Linux Kernel VFS-Read(3)

2021SC@SDUSC

From VFS to FS

Look back to our analyses in the past few blogs, the final goal is not to understand any lines in the code so that we could write a virtual file system on ourselves.VFS is a sort of functions that create link between linux's users' layer and file systems, which for now is necessary for all kinds of operating systems, not only Linux.So these OS uses their way to solve the problems, some are open sourced yet some are not able to figure out the details.

While trying to copy files from Ubuntu(Virtural machine) to Windows, it failes sometimes due to the differences in file systems.Symbolic link is one of them.Though the developer of VMware tries they could to solve copy problems between many different file systems and different methods they provided, it's not perfect for now.In linux, ext is likely to be used and in such indexed file system, all files has a inode for accessing it, yet in Windows ntfs and fat is used commonly in which inode doesn't exist,  instead tables for allocation is created to find those files.They all have advantages and disadvantages, and it's hard to say who's done things better.

This part looks like it is a summary towards all blogs we've met before, but it's not.The next one will sum up what I've learnt and I wish this work continues to future.

Let's go back a little bit.In the last blog, we've pushed to the function that calls the file system's own read_iter, that is:

static inline ssize_t call_read_iter(struct file *file, struct kiocb *kio,

                                     struct iov_iter *iter)

{      
        return file->f_op->read_iter(kio, iter);
} 

As I said, we will use ext4's f_op as a example so we could finish the read methods to the end.So we shall go to ext4's read_iter function which was band to function ext4_file_read_iter.The function is in fs/ext4/file.c:

static ssize_t ext4_file_read_iter(struct kiocb *iocb, struct iov_iter *to)
{
	struct inode *inode = file_inode(iocb->ki_filp);

	if (unlikely(ext4_forced_shutdown(EXT4_SB(inode->i_sb))))
		return -EIO;

	if (!iov_iter_count(to))
		return 0; /* skip atime */

#ifdef CONFIG_FS_DAX
	if (IS_DAX(inode))
		return ext4_dax_read_iter(iocb, to);
#endif
	if (iocb->ki_flags & IOCB_DIRECT)
		return ext4_dio_read_iter(iocb, to);

	return generic_file_read_iter(iocb, to);
}

First use ext4_forces_shutdown to get required message from ext4's superblock to check if EXT4_FORCED_SHUTDOWN in flags is on(which is not likely to happen).Then use IS_DAX(Direct Acess) to discuss if the access toward the file is direct or uses pagecache.If it's in a direct way, call function ext4_dax_read_iter(ext4's read_iter to handle direct access, also in file.c).Check IOCB_DIRECT flag to discuss if the access is a direct io access or not.By the way this check is not here but in generic_file_read_iter in earlier versions.If not, use generic_file_read_iter to handle the requested access.

In Direct IO, the function will settle a shared_lock to the inode(if possible), then check if dio is supported for accessing the inode.

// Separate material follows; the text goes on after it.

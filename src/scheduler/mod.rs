//! Time-ordered admission: tasks become eligible at or after a target time.

pub mod scheduled;

pub use scheduled::ScheduledExecutor;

If not, just release the lock, remove the flag and goes to basic generic_file_read_iter as usual.

static ssize_t ext4_dio_read_iter(struct kiocb *iocb, struct iov_iter *to)
{
	ssize_t ret;
	struct inode *inode = file_inode(iocb->ki_filp);

	if (iocb->ki_flags & IOCB_NOWAIT) {
		if (!inode_trylock_shared(inode))
			return -EAGAIN;
	} else {
		inode_lock_shared(inode);
	}

	if (!ext4_dio_supported(inode)) {
		inode_unlock_shared(inode);
		/*
		 * Fallback to buffered I/O if the operation being performed on
		 * the inode is not supported by direct I/O. The IOCB_DIRECT
		 * flag needs to be cleared here in order to ensure that the
		 * direct I/O path within generic_file_read_iter() is not
		 * taken.
		 */
		iocb->ki_flags &= ~IOCB_DIRECT;
		return generic_file_read_iter(iocb, to);
	}

	ret = iomap_dio_rw(iocb, to, &ext4_iomap_ops, NULL, 0);
	inode_unlock_shared(inode);

	file_accessed(iocb->ki_filp);
	return ret;
}

If DIO is supported, call function iomap_dio_rw in iomap_ops to access data, and release the shared lock after it finishes.Different file systems gives different DIO functions, some might don't support such way at all, so default ops is given for them.

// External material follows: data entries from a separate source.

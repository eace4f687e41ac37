//! Aggregate counters and latency tracking for the engine.

pub mod metrics;

pub use metrics::{Metrics, MetricsSnapshot};
pub type Result<T> = std::result::Result<T, Error>;

/// Errors are `Clone` so a channel outcome can be observed by any number of
/// shared readers.
#[derive(Debug, Clone, PartialEq, Eq, thiserror::Error)]
pub enum Error {
    #[error("task panicked: {0}")]
    TaskPanicked(String),

    #[error("queue closed")]
    QueueClosed,

    #[error("task cancelled before execution")]
    Cancelled,

    #[error("result channel already set")]
    DoubleSet,

    #[error("{0} requires a different scheduling policy")]
    Unsupported(&'static str),

    #[error("config error: {0}")]
    Config(String),

    #[error("executor error: {0}")]
    Executor(String),
}

impl Error {
    pub fn config<S: Into<String>>(msg: S) -> Self {
        Error::Config(msg.into())
    }

    pub fn executor<S: Into<String>>(msg: S) -> Self {
        Error::Executor(msg.into())
    }
}
//! Task representation and execution.

use crate::channel::{result_channel, TaskHandle};
use crate::error::Error;
use std::panic::{catch_unwind, AssertUnwindSafe};
use std::time::Instant;

/// Unique identifier for a task, issued by the pool that accepted it.
#[derive(Debug, Clone, Copy, PartialEq, Eq, Hash)]
pub struct TaskId(pub u64);

/// A unit of work: an opaque run thunk plus scheduling metadata.
///
/// The run thunk owns the payload closure and the channel writer; the cancel
/// thunk fails the channel with [`Error::Cancelled`] without running the
/// payload. Exactly one of the two is ever invoked.
pub struct Task {
    pub(crate) id: TaskId,
    pub(crate) name: Option<String>,
    pub(crate) priority: i32,
    pub(crate) submitted_at: Instant,
    pub(crate) not_before: Option<Instant>,
    run: Box<dyn FnOnce() -> bool + Send>,
    cancel: Box<dyn FnOnce() + Send>,
}

impl Task {
    /// Build a task from a payload closure, binding a fresh result channel
    /// into its run thunk. Panics inside the payload are caught here and
    /// delivered as [`Error::TaskPanicked`]; they never escape to the worker.
    pub(crate) fn from_closure<F, T>(
        id: TaskId,
        name: Option<String>,
        priority: i32,
        f: F,
    ) -> (Task, TaskHandle<T>)
    where
        F: FnOnce() -> T + Send + 'static,
        T: Send + 'static,
    {
        let (promise, handle) = result_channel();
        let canceller = promise.canceller();

        let run = Box::new(move || match catch_unwind(AssertUnwindSafe(f)) {
            Ok(value) => {
                let _ = promise.set_value(value);
                true
            }
            Err(payload) => {
                let _ = promise.set_error(Error::TaskPanicked(panic_message(&*payload)));
                false
            }
        });
        let cancel = Box::new(move || canceller.cancel());

        let task = Task {
            id,
            name,
            priority,
            submitted_at: Instant::now(),
            not_before: None,
            run,
            cancel,
        };
        (task, handle)
    }

    pub(crate) fn with_not_before(mut self, at: Instant) -> Self {
        self.not_before = Some(at);
        self
    }

    pub fn id(&self) -> TaskId {
        self.id
    }

    pub fn name(&self) -> Option<&str> {
        self.name.as_deref()
    }

    pub fn priority(&self) -> i32 {
        self.priority
    }

    /// Execute the payload. Returns false if the payload panicked.
    pub(crate) fn run(self) -> bool {
        (self.run)()
    }

    /// Discard without executing, failing the channel with `Cancelled`.
    pub(crate) fn cancel(self) {
        (self.cancel)()
    }
}

impl std::fmt::Debug for Task {
    fn fmt(&self, f: &mut std::fmt::Formatter<'_>) -> std::fmt::Result {
        f.debug_struct("Task")
            .field("id", &self.id)
            .field("name", &self.name)
            .field("priority", &self.priority)
            .field("submitted_at", &self.submitted_at)
            .field("not_before", &self.not_before)
            .finish_non_exhaustive()
    }
}

fn panic_message(payload: &(dyn std::any::Any + Send)) -> String {
    if let Some(s) = payload.downcast_ref::<&str>() {
        (*s).to_string()
    } else if let Some(s) = payload.downcast_ref::<String>() {
        s.clone()
    } else {
        "unknown panic".to_string()
    }
}

#[cfg(test)]
mod tests {
    use super::*;

    #[test]
    fn test_run_delivers_value() {
        let (task, handle) = Task::from_closure(TaskId(1), None, 0, || 2 + 2);
        assert!(task.run());
        assert_eq!(handle.get().unwrap(), 4);
    }

    #[test]
    fn test_panic_contained_and_delivered() {
        let (task, handle) =
            Task::from_closure::<_, ()>(TaskId(2), Some("bad".into()), 0, || panic!("kaboom"));
        assert!(!task.run());
        assert_eq!(handle.get(), Err(Error::TaskPanicked("kaboom".into())));
    }

    #[test]
    fn test_cancel_fails_channel() {
        let (task, handle) = Task::from_closure(TaskId(3), None, 0, || 1);
        task.cancel();
        assert_eq!(handle.get(), Err(Error::Cancelled));
    }
}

In the end, funcion generic_file_read_iter(which is in mm/filemap.c, and it's hard to find) will do the rest parts.

ssize_t
generic_file_read_iter(struct kiocb *iocb, struct iov_iter *iter)
{
	size_t count = iov_iter_count(iter);
	ssize_t retval = 0;

	if (!count)
		return 0; /* skip atime */

	if (iocb->ki_flags & IOCB_DIRECT) {
		struct file *file = iocb->ki_filp;
		struct address_space *mapping = file->f_mapping;
		struct inode *inode = mapping->host;
		loff_t size;

		size = i_size_read(inode);
		if (iocb->ki_flags & IOCB_NOWAIT) {
			if (filemap_range_needs_writeback(mapping, iocb->ki_pos,
						iocb->ki_pos + count - 1))
				return -EAGAIN;
		} else {
			retval = filemap_write_and_wait_range(mapping,
						iocb->ki_pos,
					        iocb->ki_pos + count - 1);
			if (retval < 0)
				return retval;
		}

		file_accessed(file);

		retval = mapping->a_ops->direct_IO(iocb, iter);
		if (retval >= 0) {
			iocb->ki_pos += retval;
			count -= retval;
		}
		if (retval != -EIOCBQUEUED)
			iov_iter_revert(iter, count - iov_iter_count(iter));

		/*
		 * Btrfs can have a short DIO read if we encounter
		 * compressed extents, so if there was an error, or if
		 * we've already read everything we wanted to, or if
		 * there was a short read because we hit EOF, go ahead
		 * and return.  Otherwise fallthrough to buffered io for
		 * the rest of the read.  Buffered reads will not work for
		 * DAX files, so don't bother trying.
		 */
		if (retval < 0 || !count || iocb->ki_pos >= size ||
		    IS_DAX(inode))
			return retval;
	}

	return filemap_read(iocb, iter, retval);
}

We can see this is how IOCB_DIRECT read functions, for it's the direct way and we don't read data from cache, but directly from the file.This part looks like what file system works in Nachos experiment but filemap_write_and_wait_range is to be checked, which ensures the last write operation is finished so the file we got for now is the newest version.If it's not DIO way, goes to function filemap_read(in the end).The function is also in the same file, but it's too long, so we basically talk about it's job but not detailed code.

The kernel will try to read in a buffered way(for it's not direct io), to find if the page is in cache.Success, get data from cache and the job is done quickly.If not, functions will be called to read page from disk, and ensure the page is in newest version so we won't get dirty data, if it's newest page, calls readpage to get the recent page.If there is no more page cache, call page_cache_alloc to allocate a page and add it into page_cache_lru, then copy it to user's space through copy_page_to_iter.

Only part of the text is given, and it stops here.